TASK TO COMPLETE: Go over the listing below line by line, and return each one holding the string "only".

ENTRIES SHOWN:
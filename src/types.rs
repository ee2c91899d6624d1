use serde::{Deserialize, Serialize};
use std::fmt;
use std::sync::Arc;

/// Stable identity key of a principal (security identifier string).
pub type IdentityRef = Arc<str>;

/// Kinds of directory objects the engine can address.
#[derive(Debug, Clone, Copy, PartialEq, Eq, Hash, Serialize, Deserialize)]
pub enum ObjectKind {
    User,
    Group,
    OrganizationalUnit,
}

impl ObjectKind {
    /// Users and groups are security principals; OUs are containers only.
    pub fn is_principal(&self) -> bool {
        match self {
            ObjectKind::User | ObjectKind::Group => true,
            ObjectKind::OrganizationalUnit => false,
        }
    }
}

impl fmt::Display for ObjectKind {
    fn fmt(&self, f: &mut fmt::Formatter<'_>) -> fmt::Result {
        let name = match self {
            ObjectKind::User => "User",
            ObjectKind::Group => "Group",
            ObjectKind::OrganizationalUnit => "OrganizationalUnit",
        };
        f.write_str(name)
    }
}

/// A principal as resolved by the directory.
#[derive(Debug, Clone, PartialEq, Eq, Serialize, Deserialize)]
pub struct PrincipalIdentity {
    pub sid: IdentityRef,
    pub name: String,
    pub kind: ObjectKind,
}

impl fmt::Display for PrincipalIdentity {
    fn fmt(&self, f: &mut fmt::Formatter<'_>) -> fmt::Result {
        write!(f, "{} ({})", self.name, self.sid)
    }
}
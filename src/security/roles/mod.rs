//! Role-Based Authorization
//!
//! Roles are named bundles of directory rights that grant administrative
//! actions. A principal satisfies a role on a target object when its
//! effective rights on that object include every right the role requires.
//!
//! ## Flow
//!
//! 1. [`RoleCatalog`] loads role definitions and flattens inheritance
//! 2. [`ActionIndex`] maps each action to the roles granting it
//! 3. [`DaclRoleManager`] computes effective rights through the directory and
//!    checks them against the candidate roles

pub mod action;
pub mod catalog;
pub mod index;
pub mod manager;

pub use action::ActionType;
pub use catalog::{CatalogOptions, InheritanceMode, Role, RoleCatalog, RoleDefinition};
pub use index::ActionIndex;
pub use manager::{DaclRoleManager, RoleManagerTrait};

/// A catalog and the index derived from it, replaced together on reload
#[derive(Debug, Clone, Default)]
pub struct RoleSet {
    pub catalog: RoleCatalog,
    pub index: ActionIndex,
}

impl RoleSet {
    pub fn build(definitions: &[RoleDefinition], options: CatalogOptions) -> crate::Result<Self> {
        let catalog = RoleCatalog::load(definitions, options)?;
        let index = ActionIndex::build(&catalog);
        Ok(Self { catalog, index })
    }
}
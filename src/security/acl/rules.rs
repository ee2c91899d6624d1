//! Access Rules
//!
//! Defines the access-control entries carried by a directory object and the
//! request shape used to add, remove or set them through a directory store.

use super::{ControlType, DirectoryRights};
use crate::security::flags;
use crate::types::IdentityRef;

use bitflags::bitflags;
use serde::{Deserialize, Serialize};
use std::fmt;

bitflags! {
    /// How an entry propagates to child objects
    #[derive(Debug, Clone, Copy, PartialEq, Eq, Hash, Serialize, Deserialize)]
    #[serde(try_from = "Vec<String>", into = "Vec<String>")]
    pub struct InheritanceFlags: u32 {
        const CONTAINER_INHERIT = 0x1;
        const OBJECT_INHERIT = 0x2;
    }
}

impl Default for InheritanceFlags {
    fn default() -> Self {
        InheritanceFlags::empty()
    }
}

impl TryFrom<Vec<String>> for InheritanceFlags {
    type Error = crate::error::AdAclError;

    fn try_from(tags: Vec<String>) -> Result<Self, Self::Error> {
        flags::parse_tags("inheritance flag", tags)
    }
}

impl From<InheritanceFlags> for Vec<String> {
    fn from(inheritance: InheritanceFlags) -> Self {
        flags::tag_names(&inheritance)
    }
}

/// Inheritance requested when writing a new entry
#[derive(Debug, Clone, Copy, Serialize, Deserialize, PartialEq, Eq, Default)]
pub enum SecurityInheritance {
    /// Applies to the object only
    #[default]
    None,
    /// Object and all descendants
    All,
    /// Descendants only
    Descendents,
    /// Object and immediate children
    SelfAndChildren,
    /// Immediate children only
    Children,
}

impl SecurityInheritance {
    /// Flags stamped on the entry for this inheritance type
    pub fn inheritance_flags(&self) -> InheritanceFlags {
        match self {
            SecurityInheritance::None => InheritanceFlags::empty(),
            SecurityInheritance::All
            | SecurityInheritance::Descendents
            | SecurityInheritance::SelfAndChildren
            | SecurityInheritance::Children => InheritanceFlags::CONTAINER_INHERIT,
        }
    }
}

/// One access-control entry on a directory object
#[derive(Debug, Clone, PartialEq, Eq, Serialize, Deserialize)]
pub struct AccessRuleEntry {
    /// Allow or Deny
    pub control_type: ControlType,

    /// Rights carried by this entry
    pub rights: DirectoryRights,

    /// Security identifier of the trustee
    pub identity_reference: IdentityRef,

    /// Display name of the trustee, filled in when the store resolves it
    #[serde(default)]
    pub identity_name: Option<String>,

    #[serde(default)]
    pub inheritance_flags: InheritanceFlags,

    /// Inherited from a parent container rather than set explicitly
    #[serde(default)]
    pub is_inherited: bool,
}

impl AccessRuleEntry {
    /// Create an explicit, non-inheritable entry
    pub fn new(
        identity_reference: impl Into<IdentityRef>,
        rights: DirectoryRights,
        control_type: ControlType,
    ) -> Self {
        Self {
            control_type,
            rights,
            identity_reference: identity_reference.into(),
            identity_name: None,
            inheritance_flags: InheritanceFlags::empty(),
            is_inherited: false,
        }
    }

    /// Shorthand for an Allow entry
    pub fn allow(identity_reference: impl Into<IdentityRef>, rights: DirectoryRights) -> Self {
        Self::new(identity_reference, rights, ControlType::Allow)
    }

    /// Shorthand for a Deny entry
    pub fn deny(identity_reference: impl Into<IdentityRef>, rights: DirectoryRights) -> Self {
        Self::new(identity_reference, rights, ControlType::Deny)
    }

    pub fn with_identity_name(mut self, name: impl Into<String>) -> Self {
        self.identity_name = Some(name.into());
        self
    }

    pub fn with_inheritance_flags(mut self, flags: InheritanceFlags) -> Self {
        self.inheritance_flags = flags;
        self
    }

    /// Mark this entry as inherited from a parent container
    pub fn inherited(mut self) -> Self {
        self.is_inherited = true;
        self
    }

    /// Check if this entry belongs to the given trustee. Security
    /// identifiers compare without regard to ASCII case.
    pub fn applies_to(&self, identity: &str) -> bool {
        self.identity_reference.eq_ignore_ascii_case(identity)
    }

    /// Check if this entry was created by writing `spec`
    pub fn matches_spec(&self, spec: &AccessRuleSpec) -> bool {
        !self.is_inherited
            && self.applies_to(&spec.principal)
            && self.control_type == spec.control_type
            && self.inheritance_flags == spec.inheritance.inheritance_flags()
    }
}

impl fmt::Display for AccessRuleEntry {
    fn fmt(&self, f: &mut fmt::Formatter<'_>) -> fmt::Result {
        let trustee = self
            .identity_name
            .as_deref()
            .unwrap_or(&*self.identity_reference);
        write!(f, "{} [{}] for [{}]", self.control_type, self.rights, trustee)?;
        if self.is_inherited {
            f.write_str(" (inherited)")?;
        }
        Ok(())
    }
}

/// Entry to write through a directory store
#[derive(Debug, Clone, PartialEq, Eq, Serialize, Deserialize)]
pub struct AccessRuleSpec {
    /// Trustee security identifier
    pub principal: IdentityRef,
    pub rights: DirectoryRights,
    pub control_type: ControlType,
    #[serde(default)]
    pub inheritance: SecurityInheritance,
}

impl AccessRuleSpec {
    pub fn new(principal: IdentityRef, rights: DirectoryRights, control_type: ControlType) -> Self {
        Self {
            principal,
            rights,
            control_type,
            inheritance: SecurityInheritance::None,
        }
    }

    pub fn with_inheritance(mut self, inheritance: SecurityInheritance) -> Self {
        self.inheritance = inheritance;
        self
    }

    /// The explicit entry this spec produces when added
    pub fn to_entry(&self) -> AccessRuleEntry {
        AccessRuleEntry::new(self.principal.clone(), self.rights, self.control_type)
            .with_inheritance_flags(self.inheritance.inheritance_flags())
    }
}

THE COMPLETED TASK:
    /// Users and groups are security principals; OUs are containers only.
    /// Applies to the object only
    /// Descendants only
    /// Immediate children only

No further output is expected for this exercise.